Her phone rang again before I could ask more so I wandered around for a few more minutes and noticed the "Made in China" signs on most of the boxes.  After I left, that warehouse haunted me as I thought of the thousands of artists toiling away in their studios, unsold canvases stacking up, while this warehouse delivers cheap art into the waiting arms of hotels and businesses who want the impression of art on their walls.  Then I also thought of the thousands of people in China working most likely in sweat-shop conditions making "art" on an assembly line.

The topic of "what is art?" is a popular one and this experience made me wonder about it once again.   The company name on this warehouse was Garber Corp with a tagline of "Fine Art & Accessories," apparently claiming the designation of "art" for their product.   It also made me  wonder about our values.  It's easy to be irritated at the businesses across the country that are buying cheap art instead of supporting their local artists.  But that made me remember a walk through WalMart where I saw an aisle rack of sparkly $5 shoes.  

Do we really need fake art and throw-away shoes?  What happens to us when we fill our lives with cheap knock-offs?

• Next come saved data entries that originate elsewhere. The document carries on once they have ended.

use clap::{ArgGroup, Parser};
use h2svg::generators::{erdos_renyi, random_geometric, uniform};
use h2svg::svg::render_svg;
use h2svg::{
    render_frame, DiagramColors, Graph, PanZoom, Projection, RenderOptions, SvgRenderOptions, Theme,
};
use rand::rngs::StdRng;
use rand::SeedableRng;
use std::io::{self, Read};
use std::process;
use std::str::FromStr;
use tracing_subscriber::{fmt, EnvFilter};

const AFTER_HELP: &str = r#"Input shape: {"nodes": [{"id": 1}], "edges": [{"source": 1, "target": 2}]}

Logging goes to stderr and is controlled with RUST_LOG (default: warn).

Example:
  echo '{"nodes":[{"id":1},{"id":2}],"edges":[{"source":1,"target":2}]}' | h2svg
  h2svg --random-er 40,0.08 --seed 7 --pan 30,0 > graph.svg"#;

#[derive(Parser, Debug)]
#[command(name = "h2svg")]
#[command(version)]
#[command(about = "Draw graphs in the Poincaré disk as SVG")]
#[command(long_about = "Reads graph JSON from an argument or stdin and outputs SVG.")]
#[command(after_help = AFTER_HELP)]
#[command(group(
    ArgGroup::new("generator").args(["random_er", "random_geometric", "random_uniform"])
))]
struct Cli {
    /// Graph JSON; read from stdin when absent
    #[arg(conflicts_with = "generator")]
    input: Option<String>,

    /// Draw in Euclidean space (default: hyperbolic)
    #[arg(long, short)]
    euclidean: bool,

    /// Edge stroke width in px (default: 1)
    #[arg(long, value_name = "N")]
    edge_thickness: Option<f64>,

    /// Canvas width and height in px
    #[arg(long, value_name = "N", default_value_t = 600.0)]
    size: f64,

    /// Pan the view after the layout settles
    #[arg(long, value_name = "DX,DY", allow_hyphen_values = true, value_parser = parse_pair::<f64, f64>)]
    pan: Option<(f64, f64)>,

    /// Generate an Erdős–Rényi G(n, p) graph
    #[arg(long, value_name = "N,P", value_parser = parse_pair::<usize, f64>)]
    random_er: Option<(usize, f64)>,

    /// Generate a random geometric graph
    #[arg(long, value_name = "N,R", value_parser = parse_pair::<usize, f64>)]
    random_geometric: Option<(usize, f64)>,

    /// Generate a uniform G(n, m) graph
    #[arg(long, value_name = "N,M", value_parser = parse_pair::<usize, usize>)]
    random_uniform: Option<(usize, usize)>,

    /// Seed for random graphs
    #[arg(long, value_name = "S", default_value_t = 0)]
    seed: u64,

    /// Use the dark theme
    #[arg(long)]
    dark: bool,

    /// Print the frame as JSON instead of SVG
    #[arg(long, short)]
    json: bool,
}

/// Parse two comma-separated values such as `40,0.08`.
fn parse_pair<A: FromStr, B: FromStr>(text: &str) -> Result<(A, B), String> {
    let (a, b) = text
        .split_once(',')
        .ok_or_else(|| format!("expected two comma-separated values, got {:?}", text))?;
    let a = a.trim().parse().map_err(|_| format!("cannot parse {:?}", a))?;
    let b = b.trim().parse().map_err(|_| format!("cannot parse {:?}", b))?;
    Ok((a, b))
}

fn fail(message: impl std::fmt::Display) -> ! {
    eprintln!("Error: {}", message);
    process::exit(1);
}

fn read_input(input: Option<String>) -> String {
    let input = match input {
        Some(text) => text,
        None => {
            let mut buf = String::new();
            if let Err(e) = io::stdin().read_to_string(&mut buf) {
                fail(format!("failed to read from stdin: {}", e));
            }
            buf
        }
    };
    if input.trim().is_empty() {
        fail("No input provided");
    }
    input
}

fn main() {
    let cli = Cli::parse();

    let filter = EnvFilter::try_from_default_env().unwrap_or_else(|_| EnvFilter::new("warn"));
    fmt()
        .with_writer(io::stderr)
        .with_env_filter(filter)
        .with_target(false)
        .init();

    let mut rng = StdRng::seed_from_u64(cli.seed);
    let generated = if let Some((n, p)) = cli.random_er {
        Some(erdos_renyi(n, p, &mut rng))
    } else if let Some((n, r)) = cli.random_geometric {
        Some(random_geometric(n, r, &mut rng))
    } else {
        cli.random_uniform.map(|(n, m)| uniform(n, m, &mut rng))
    };

    let graph: Graph = match generated {
        Some(result) => result.unwrap_or_else(|e| fail(e)),
        None => Graph::from_json(&read_input(cli.input)).unwrap_or_else(|e| fail(e)),
    };

    let options = SvgRenderOptions {
        render: RenderOptions {
            projection: Some(if cli.euclidean {
                Projection::Euclidean
            } else {
                Projection::Hyperbolic
            }),
            edge_thickness: cli.edge_thickness,
        },
        size: cli.size,
        pan: cli.pan.map(|(dx, dy)| PanZoom::translate(dx, dy)),
        colors: DiagramColors::from_theme(if cli.dark { Theme::Dark } else { Theme::Light }),
        transparent: false,
    };

    let frame = render_frame(graph, &options).unwrap_or_else(|e| fail(e));

    if cli.json {
        match serde_json::to_string_pretty(&frame) {
            Ok(json) => println!("{}", json),
            Err(e) => fail(e),
        }
    } else {
        println!("{}", render_svg(&frame, &options.colors, options.transparent));
    }
}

Thursday, September 1, 2011

The Alchemy of Art

It's so fine and yet so terrible to stand in front of a blank canvas.
-- Paul Cezanne 

I've been thinking recently about the blank canvas, the blank page, the untouched lump of clay.  In a roundabout way it reminds me of Rene Magritte's "N'est pas une pipe."  It would be easy to look at all the different permutations of a blank canvas and say ...

this is not a painting,
this is not a novel,
this is not a song,
this is not a sculpture,
this is not a building,

This is nothing.  

Yet it is the beginning of everything.  Everything forms and comes forth through this stark nothingness, this blank slate of pure potential.  There is a moment of alchemy when that open field of possibility connects with the dark matter within us ... the thoughts, feelings, insights, knowingness that we may not even aware of ... and suddenly becomes something.  Whether or not that something is useful or worthwhile is beside the point, that instant of connection is pure gold.

The lovely part of all of this is that it is given to each one of us.  We all have our blank canvas.  Every day is a clean slate waiting for what we will make of it.  Every moment a potential connection between potential and something new.  What a gift!